Modern day Polo game © Shutterstock

Chovqan the original polo
We may associate polo with aristocracy and the British empire but the sport has been around for 2000 years, and is part of the UNESCO world heritage
1 Jun 2023

While modern day polo is one of the most acclaimed and prestigious sports in the world, its origins inspire the relationship between horses and humans present to this day. We may associate polo with aristocracy and the British Empire, but the sport has been around for 2000 years, taking its Asian roots from the Caucasus region of Azerbaijan. Inscribed in 2013 in the UNESCO list of Cultural Heritage, it is one of the most nomadic and traditional sports to this day. 

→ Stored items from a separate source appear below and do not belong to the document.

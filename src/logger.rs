//! 配置日志追踪

use time::format_description::FormatItem;
use time::macros::format_description;
use time::UtcOffset;
use tracing::{debug, error, Level};
use tracing_appender::non_blocking::WorkerGuard;
use tracing_appender::rolling;
use tracing_error::ErrorLayer;
use tracing_subscriber::fmt::time::OffsetTime;
use tracing_subscriber::fmt::writer::MakeWriterExt;
use tracing_subscriber::layer::SubscriberExt;
use tracing_subscriber::util::SubscriberInitExt;
use tracing_subscriber::{fmt, EnvFilter};

const LOG_ENV: &str = "MSG_GATEWAY";
const F_PFX_NOR: &str = "gateway_log.log";
const F_PFX_ERR: &str = "gateway_err.log";

const FILE_TIME: &[FormatItem<'static>] =
    format_description!("[year]-[month]-[day] [hour]:[minute]:[second].[subsecond digits:3]");
const STDOUT_TIME: &[FormatItem<'static>] =
    format_description!("[hour]:[minute]:[second].[subsecond digits:3]");

/// 配置时区和时间格式
///
/// 多线程运行后无法安全读取本地时区, 必须在创建运行时之前调用
fn get_timer(t_fmt: &'static [FormatItem<'static>]) -> OffsetTime<&'static [FormatItem<'static>]> {
    let offset = UtcOffset::current_local_offset().unwrap_or_else(|e| {
        eprintln!("读取本地时区异常, 使用UTC: {}", e);
        UtcOffset::UTC
    });
    OffsetTime::new(offset, t_fmt)
}

/// 默认过滤级别; 环境变量 `MSG_GATEWAY` 优先
fn env_filter(debug: bool) -> EnvFilter {
    EnvFilter::try_from_env(LOG_ENV).unwrap_or_else(|_| {
        if debug {
            EnvFilter::new("debug")
        } else {
            EnvFilter::new("info")
        }
    })
}

/// # 初始化日志
/// ### Arguments
/// - `log_dir` 日志文件目录
/// - `debug` 命令行 `--debug`
/// ### Return
/// 两个日志文件的写入守卫, 需要保持到程序退出
pub fn init_logger(log_dir: &str, debug: bool) -> (WorkerGuard, WorkerGuard) {
    // 日志文件
    let (ff, nl_guard) = tracing_appender::non_blocking(rolling::never(log_dir, F_PFX_NOR));
    let f_normal = fmt::layer()
        .with_ansi(false)
        .with_timer(get_timer(FILE_TIME))
        .with_writer(ff.with_min_level(Level::WARN).with_max_level(Level::INFO));
    let (ff, el_guard) = tracing_appender::non_blocking(rolling::never(log_dir, F_PFX_ERR));
    let f_error = fmt::layer()
        .with_ansi(false)
        .with_timer(get_timer(FILE_TIME))
        .with_writer(ff.with_max_level(Level::ERROR));

    // 标准输出
    let std_out = fmt::layer()
        .with_timer(get_timer(STDOUT_TIME))
        .with_ansi(true)
        .with_writer(std::io::stdout);

    // 注册
    tracing_subscriber::registry()
        .with(env_filter(debug))
        .with(ErrorLayer::default())
        .with(std_out)
        .with(f_normal)
        .with(f_error)
        .init();

    // color_eyre 处理 panic
    if let Err(e) = color_eyre::install() {
        error!("color_eyre 配置异常！{:#?}", e);
    }

    debug!("logger ready, dir: {}", log_dir);
    (nl_guard, el_guard)
}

Chovqan is the name of the Azerbaijani game, considered to be the predecessor of modern polo. A typical chovqan game is played on a flat grassy field by two competing teams and players on Karabakh horses. These horses are distinguished for their beauty as well as their specific adaptation to the sport. The game starts at the center of the field and players use wooden mallets to try to drive a small leather or wooden ball into their opponents’ goal. People of all ages come to watch this traditional game and to support their teams. The traditional outfit of players was to wear large Astrakhan hats, long tight-fitting coats with a high waist, and trousers, socks and shoes. Nowadays, the traditional hats are replaced by helmets and the coats are switched to t-shirts. Traditionally, chovqan was enjoyed by skilled riders with different social status, and whether it be local farmers or members of the aristocracy of the Shah family, the game was aimed at bringing people of different social classes together. Moreover, it was also used as training for warriors to practice their coordination and balance on horseback. 

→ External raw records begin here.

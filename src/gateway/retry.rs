//! 发送重试
//!
//! 暂时性错误按指数退避重试, 永久性错误直接返回。
//! 退避等待可以被关闭信号打断。

use std::future::Future;
use std::time::Duration;

use rand::Rng;
use tokio_util::sync::CancellationToken;

use crate::bridge::BridgeResult;
use crate::config::GeneralConfig;

#[derive(Debug, Clone, PartialEq)]
pub struct RetryPolicy {
    /// 首次发送之外最多重试几次
    pub max_retries: u32,
    pub initial_delay: Duration,
    pub max_delay: Duration,
    pub multiplier: f64,
    /// 0.0 ~ 1.0
    pub jitter: f64,
}

impl Default for RetryPolicy {
    fn default() -> Self {
        RetryPolicy::from_config(&GeneralConfig::default())
    }
}

impl RetryPolicy {
    pub fn from_config(general: &GeneralConfig) -> Self {
        RetryPolicy {
            max_retries: general.retry_max,
            initial_delay: Duration::from_millis(general.retry_initial_delay_ms),
            max_delay: Duration::from_millis(general.retry_max_delay_ms),
            multiplier: general.retry_multiplier.max(1.0),
            jitter: general.retry_jitter.clamp(0.0, 1.0),
        }
    }

    /// 第 `attempt` 次重试前的等待时间 (不含随机浮动), 从 0 开始
    pub fn base_delay(&self, attempt: u32) -> Duration {
        let factor = self.multiplier.powi(attempt.min(i32::MAX as u32) as i32);
        let millis = self.initial_delay.as_millis() as f64 * factor;
        let capped = millis.min(self.max_delay.as_millis() as f64);
        Duration::from_millis(capped as u64)
    }

    pub fn delay(&self, attempt: u32) -> Duration {
        let base = self.base_delay(attempt);
        if self.jitter <= 0.0 {
            return base;
        }
        let scale = rand::thread_rng().gen_range(-self.jitter..=self.jitter);
        base.mul_f64((1.0 + scale).max(0.0))
    }

    /// # 带重试地执行一次出站操作
    /// ### Arguments
    /// - `label` 日志中的操作描述
    /// - `shutdown` 关闭信号; 触发后不再等待下一次重试
    /// - `op` 每次尝试调用一次; 调用方传入的消息在多次尝试间保持不变
    pub async fn run<T, F, Fut>(&self, label: &str, shutdown: &CancellationToken, mut op: F) -> BridgeResult<T>
    where
        F: FnMut() -> Fut,
        Fut: Future<Output = BridgeResult<T>>,
    {
        let mut attempt = 0;
        loop {
            let err = match op().await {
                Ok(value) => return Ok(value),
                Err(err) => err,
            };
            if !err.is_transient() {
                return Err(err);
            }
            if attempt >= self.max_retries {
                tracing::warn!("{} 重试 {} 次后仍然失败: {}", label, attempt, err);
                return Err(err);
            }
            let delay = self.delay(attempt);
            attempt += 1;
            tracing::debug!("{} 失败, {:?} 后第 {} 次重试: {}", label, delay, attempt, err);
            tokio::select! {
                _ = tokio::time::sleep(delay) => {}
                _ = shutdown.cancelled() => {
                    tracing::warn!("{} 正在关闭, 放弃重试: {}", label, err);
                    return Err(err);
                }
            }
        }
    }
}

As horses are a central part of everyday life in the mountains of Azerbaijan, they have always been a significant part of the culture. Horses were worshipped and respected, and this contributed to the creation of the chovqan sport. As this sport requires the Karabakh horses to be calm, tempered and agile, foals as old as one-year are trained for the riders. The horses are initially taught to walk slowly, and gradually develop into trotting, cantering and galloping. These horses are well fed and cared for in a manner that has been going on since the inception of the sport.

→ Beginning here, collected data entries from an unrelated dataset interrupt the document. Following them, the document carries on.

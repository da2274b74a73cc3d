//! 测试用的桥: 记录所有调用, 可以预设失败

use std::collections::VecDeque;
use std::sync::atomic::{AtomicU64, Ordering};
use std::sync::{Arc, Mutex};

use async_trait::async_trait;
use dashmap::DashMap;

use super::{BridgeContext, BridgeError, BridgeFactory, BridgeResult, Bridger, Message};
use crate::config::BridgeConfig;

#[derive(Debug, Clone)]
pub enum Call {
    Connect,
    Join(String),
    Send(Message),
    Edit(String, Message),
    Delete(String, String),
    Disconnect,
}

pub struct MockBridge {
    pub account: String,
    calls: Mutex<Vec<Call>>,
    send_failures: Mutex<VecDeque<BridgeError>>,
    connect_failures: Mutex<u32>,
    counter: AtomicU64,
}

impl MockBridge {
    pub fn new(account: &str) -> Arc<Self> {
        Arc::new(MockBridge {
            account: account.to_string(),
            calls: Mutex::new(vec![]),
            send_failures: Mutex::new(VecDeque::new()),
            connect_failures: Mutex::new(0),
            counter: AtomicU64::new(0),
        })
    }

    /// 接下来的 send/edit/delete 依次返回这些错误
    pub fn fail_next(&self, err: BridgeError) {
        self.send_failures.lock().unwrap().push_back(err);
    }

    pub fn fail_connect(&self, times: u32) {
        *self.connect_failures.lock().unwrap() = times;
    }

    pub fn calls(&self) -> Vec<Call> {
        self.calls.lock().unwrap().clone()
    }

    pub fn sends(&self) -> Vec<Message> {
        self.calls()
            .into_iter()
            .filter_map(|call| match call {
                Call::Send(msg) => Some(msg),
                _ => None,
            })
            .collect()
    }

    pub fn edits(&self) -> Vec<(String, Message)> {
        self.calls()
            .into_iter()
            .filter_map(|call| match call {
                Call::Edit(id, msg) => Some((id, msg)),
                _ => None,
            })
            .collect()
    }

    pub fn deletes(&self) -> Vec<(String, String)> {
        self.calls()
            .into_iter()
            .filter_map(|call| match call {
                Call::Delete(channel, id) => Some((channel, id)),
                _ => None,
            })
            .collect()
    }

    pub fn joined(&self) -> Vec<String> {
        self.calls()
            .into_iter()
            .filter_map(|call| match call {
                Call::Join(channel) => Some(channel),
                _ => None,
            })
            .collect()
    }

    fn record(&self, call: Call) -> BridgeResult<()> {
        self.calls.lock().unwrap().push(call);
        match self.send_failures.lock().unwrap().pop_front() {
            Some(err) => Err(err),
            None => Ok(()),
        }
    }
}

#[async_trait]
impl Bridger for MockBridge {
    async fn connect(&self, _config: &BridgeConfig) -> BridgeResult<()> {
        self.calls.lock().unwrap().push(Call::Connect);
        let mut failures = self.connect_failures.lock().unwrap();
        if *failures > 0 {
            *failures -= 1;
            return Err(BridgeError::connect("mock"));
        }
        Ok(())
    }

    async fn join_channel(&self, channel: &str) -> BridgeResult<()> {
        self.calls.lock().unwrap().push(Call::Join(channel.to_string()));
        Ok(())
    }

    async fn send(&self, msg: &Message) -> BridgeResult<String> {
        self.record(Call::Send(msg.clone()))?;
        let n = self.counter.fetch_add(1, Ordering::SeqCst) + 1;
        Ok(format!("{}-{}", self.account, n))
    }

    async fn edit_message(&self, remote_id: &str, msg: &Message) -> BridgeResult<()> {
        self.record(Call::Edit(remote_id.to_string(), msg.clone()))
    }

    async fn delete_message(&self, channel: &str, remote_id: &str) -> BridgeResult<()> {
        self.record(Call::Delete(channel.to_string(), remote_id.to_string()))
    }

    async fn get_file_direct_url(&self, id: &str) -> Option<String> {
        Some(format!("https://files.{}/{}", self.account, id))
    }

    async fn disconnect(&self) -> BridgeResult<()> {
        self.calls.lock().unwrap().push(Call::Disconnect);
        Ok(())
    }
}

/// 按账号创建/获取 [`MockBridge`]
#[derive(Clone, Default)]
pub struct MockRegistry {
    bridges: Arc<DashMap<String, Arc<MockBridge>>>,
}

impl MockRegistry {
    pub fn get(&self, account: &str) -> Arc<MockBridge> {
        self.bridges
            .entry(account.to_string())
            .or_insert_with(|| MockBridge::new(account))
            .clone()
    }

    pub fn factory(&self) -> BridgeFactory {
        let registry = self.clone();
        Arc::new(move |ctx: BridgeContext| registry.get(&ctx.account) as Arc<dyn Bridger>)
    }
}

The word “Chovgan”, of Turkish origin, means “to hit with a stick”. According to historians, the sport was created in the middle of the first millennium AD, and was famous for several centuries in Azerbaijan, Iran, Turkey, and Central Asia. Sources indicate that the first international chovqan tournament among riders of Middle Eastern countries was held in the 12th century in Baghdad, one of the cultural centers of the Islamic world. Thanks to the Great Silk Road, Chovgan became famous in India and was brought to Europe in the 12th century. The British soldiers deployed in India learned to play chovqan there and then brought it back to England. In 1859, the British opened the Cachar Club in Assam – the oldest polo club still in existence to this day. At the initiative of the English, this sport was named ‘horse polo’ and included in the Second Olympic Games in Paris 

in 1900. Polo would then gradually become one of the most recognized sports in the world, being one of the most popular sports in countries such as Argentina, who won the Olympic gold medal in Polo in 1924, and later becoming widespread all across the Americas.

In recent years, the urgent need to preserve the history of the chovqan game has been on the agenda, mainly due to the difficulty of breeding Karabakh horses. The fact of its inclusion in the Intangible Cultural Heritage List under the subheading “In Need of Urgent Safeguarding”, is meant to shield the sport from disappearing. With its distinguished history, chovqan has set the way for the modern day game of polo. Azerbaijan has tried to keep the traditional sport alive by encouraging the modern generations to play the customary chovqan game, while supporting the enthusiasm of the youth for regular polo as well as snow polo. 

Snow polo has gained great cultural importance in the country, and it participates annually in the World Cup of Snow Polo on the frozen lake of St. Moritz in Switzerland, with Azerbaijan winning in 2023. It is challenging to keep heritage and customs relevant in modern society, but it is vital to keep these traditions alive. Staying true to traditions and retaining knowledge of them will protect them for the future. While the chovqan game is evolving in new ways, its legacy will only remain if its historical importance is remembered. 

* Fariza Ahmadova is a UN Today Contributor.